“¡Feliz, feliz Navidad, la que hace que nos acordemos de las ilusiones de nuestra infancia, le recuerde al abuelo las alegrías de su juventud, y le transporte al viajero a su chimenea y a su dulce hogar!”
Charles Dickens
Una de las tradiciones más arraigadas en nuestro país la constituyen las llamadas “posadas”, las que año con año se llevan a cabo como un preámbulo de la festividad navideña, iniciando el 16 de diciembre y concluyendo el día 24 del mismo mes.
El surgimiento de las posadas se remonta a la época colonial y se considera que tuvieron sus inicios en el convento de San Agustín en Acolman, población del actual Estado de México.
Dentro de la labor evangelizadora llevada a cabo por los frailes agustinos en el siglo XVI, se comenzaron a hacer representaciones del momento en que la Virgen María y su esposo José intentaban encontrar un refugio para que naciera su hijo Jesús. Esto vino a sustituir algunas prácticas religiosas de los indígenas que se realizaban por las mismas fechas, entre ellas, las que se dedicaban a Huitzilopochtli, el dios de la guerra.
Poco a poco el culto traído por los españoles penetraba en el mundo indígena, dando lugar en muchos casos al sincretismo religioso.
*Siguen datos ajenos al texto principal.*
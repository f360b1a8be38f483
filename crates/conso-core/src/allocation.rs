//! Business-unit allocation of reconciled accounting totals.
//!
//! Weights come from an independent source and express relative shares
//! only; the absolute amounts distributed always come from the
//! elimination-adjusted P&L. The generic engine prorates per entity and
//! regroups aliased business units; the sub-group variant is a distinct
//! algorithm with per-sub-group denominators and explicit roll-up rows.

use std::collections::BTreeMap;

use rust_decimal::Decimal;
use serde::{Deserialize, Serialize};

use crate::config::ConsolidationConfig;
use crate::statement::aggregate::PlAggregate;
use crate::types::{Money, Period};

/// Flow type a weight row distributes.
#[derive(Debug, Clone, Copy, PartialEq, Eq, Serialize, Deserialize)]
#[serde(rename_all = "snake_case")]
pub enum FlowType {
    Revenue,
    CostOfGoods,
}

/// One business-unit weight row from the allocation source.
#[derive(Debug, Clone, Serialize, Deserialize)]
pub struct WeightRow {
    pub entity: String,
    pub flow: FlowType,
    pub business_unit: String,
    pub period: Period,
    pub weight: Money,
}

/// Regrouping of a raw business-unit label into a canonical unit.
#[derive(Debug, Clone, Serialize, Deserialize)]
pub struct BuAlias {
    pub raw: String,
    pub canonical: String,
}

impl BuAlias {
    pub fn new(raw: &str, canonical: &str) -> Self {
        BuAlias {
            raw: raw.to_string(),
            canonical: canonical.to_string(),
        }
    }
}

/// One allocated amount per (entity, business unit, statement line).
#[derive(Debug, Clone, PartialEq, Serialize, Deserialize)]
pub struct AllocatedAmount {
    pub entity: String,
    pub business_unit: String,
    pub statement_line: String,
    pub amount: Money,
}

/// A sub-group of business units normalized against its own denominator.
#[derive(Debug, Clone, Serialize, Deserialize)]
pub struct SubGroup {
    /// P&L detail line carrying the sub-group's accounting total.
    pub source_line: String,
    pub business_units: Vec<String>,
    /// When set, an extra pseudo-row carrying the full sub-group total.
    #[serde(skip_serializing_if = "Option::is_none", default)]
    pub rollup_label: Option<String>,
}

/// Sub-group roll-up specification for a single entity.
#[derive(Debug, Clone, Serialize, Deserialize)]
pub struct SubGroupSplit {
    pub entity: String,
    pub flow: FlowType,
    pub groups: Vec<SubGroup>,
}

fn accounting_total(pl: &[PlAggregate], entity: &str, lines: &[String]) -> Money {
    pl.iter()
        .filter(|l| l.entity == entity && lines.contains(&l.detail))
        .map(|l| l.amount)
        .sum()
}

/// Prorate the accounting total of a flow type across business units.
///
/// For each entity present in the weight source, each unit receives
/// `total * weight / denominator`; entities whose weights sum to zero are
/// skipped. Aliased units are regrouped and re-aggregated, never left as
/// duplicate rows.
pub fn allocate(
    pl: &[PlAggregate],
    weights: &[WeightRow],
    flow: FlowType,
    period: Period,
    config: &ConsolidationConfig,
) -> Vec<AllocatedAmount> {
    let in_scope: Vec<&WeightRow> = weights
        .iter()
        .filter(|w| w.flow == flow && w.period == period)
        .collect();

    let mut entities: Vec<String> = Vec::new();
    for w in &in_scope {
        if !entities.contains(&w.entity) {
            entities.push(w.entity.clone());
        }
    }

    let output_line = config.flow_output_line(flow).to_string();
    let mut grouped: BTreeMap<(String, String), Money> = BTreeMap::new();

    for entity in entities {
        let entity_weights: Vec<&&WeightRow> =
            in_scope.iter().filter(|w| w.entity == entity).collect();
        let denominator: Money = entity_weights.iter().map(|w| w.weight).sum();
        if denominator.is_zero() {
            continue;
        }

        let total = accounting_total(pl, &entity, config.flow_lines(flow));

        for w in entity_weights {
            let share = w.weight / denominator;
            let allocated = total * share;
            let canonical = config.canonical_bu(&w.business_unit);
            *grouped
                .entry((entity.clone(), canonical))
                .or_insert(Decimal::ZERO) += allocated;
        }
    }

    grouped
        .into_iter()
        .map(|((entity, business_unit), amount)| AllocatedAmount {
            entity,
            business_unit,
            statement_line: output_line.clone(),
            amount,
        })
        .collect()
}

/// Sub-group roll-up allocation.
///
/// Each sub-group's detail rows are normalized against the sub-group's own
/// denominator, not the entity-wide one. A zero sub-group denominator
/// yields zero-amount detail rows (rows are still emitted), and the
/// roll-up pseudo-row always carries the full sub-group accounting total.
pub fn allocate_subgroups(
    pl: &[PlAggregate],
    weights: &[WeightRow],
    split: &SubGroupSplit,
    period: Period,
) -> Vec<AllocatedAmount> {
    let mut rows = Vec::new();

    for group in &split.groups {
        let total = accounting_total(pl, &split.entity, &[group.source_line.clone()]);

        let group_weights: Vec<&WeightRow> = weights
            .iter()
            .filter(|w| {
                w.entity == split.entity
                    && w.flow == split.flow
                    && w.period == period
                    && group.business_units.contains(&w.business_unit)
            })
            .collect();
        let denominator: Money = group_weights.iter().map(|w| w.weight).sum();

        for w in &group_weights {
            let share = if denominator.is_zero() {
                Decimal::ZERO
            } else {
                w.weight / denominator
            };
            rows.push(AllocatedAmount {
                entity: split.entity.clone(),
                business_unit: w.business_unit.clone(),
                statement_line: group.source_line.clone(),
                amount: total * share,
            });
        }

        if let Some(label) = &group.rollup_label {
            rows.push(AllocatedAmount {
                entity: split.entity.clone(),
                business_unit: label.clone(),
                statement_line: group.source_line.clone(),
                amount: total,
            });
        }
    }

    rows
}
Al paso de los años las deidades del mundo prehispánico quedaron completamente relegadas ante el avance evangelizador de las diferentes órdenes religiosas llegadas al virreinato novohispano.
Se atribuye al fraile Diego de Soria el haber ideado las misas de aguinaldo que se convirtieron en las posadas, las que con el tiempo se extendieron por todos los rumbos, contribuyendo a la tan ansiada conquista espiritual de la población nativa de los nuevos territorios de la Corona española.
Las misas de aguinaldo fueron llevadas a cabo gracias a las gestiones de Diego de Soria, quien logró que el Papa Sixto V diera su anuencia para realizarlas a partir de 1587. Algo que atraía a la gente de las misas de aguinaldo eran las escenificaciones que se hacían con motivo del nacimiento de Cristo.
Con el tiempo las posadas pasaron a formar parte de las festividades de la población, ya no sólo en los espacios eclesiásticos sino en cualquier lugar. A través de ellas se recrea, a base de cánticos, el peregrinar de los padres del Niño Jesús, quienes precisamente pedían posada o albergue en los lugares por los que pasaban.
Cabe señalar que se cree que son nueve posadas en referencia a los nueve meses de embarazo de la Virgen María.
En la actualidad, las posadas surgidas en el convento de San Agustín Acolman, en la época colonial, siguen vigentes en todos los puntos de nuestro país, como una de las grandes tradiciones mexicanas.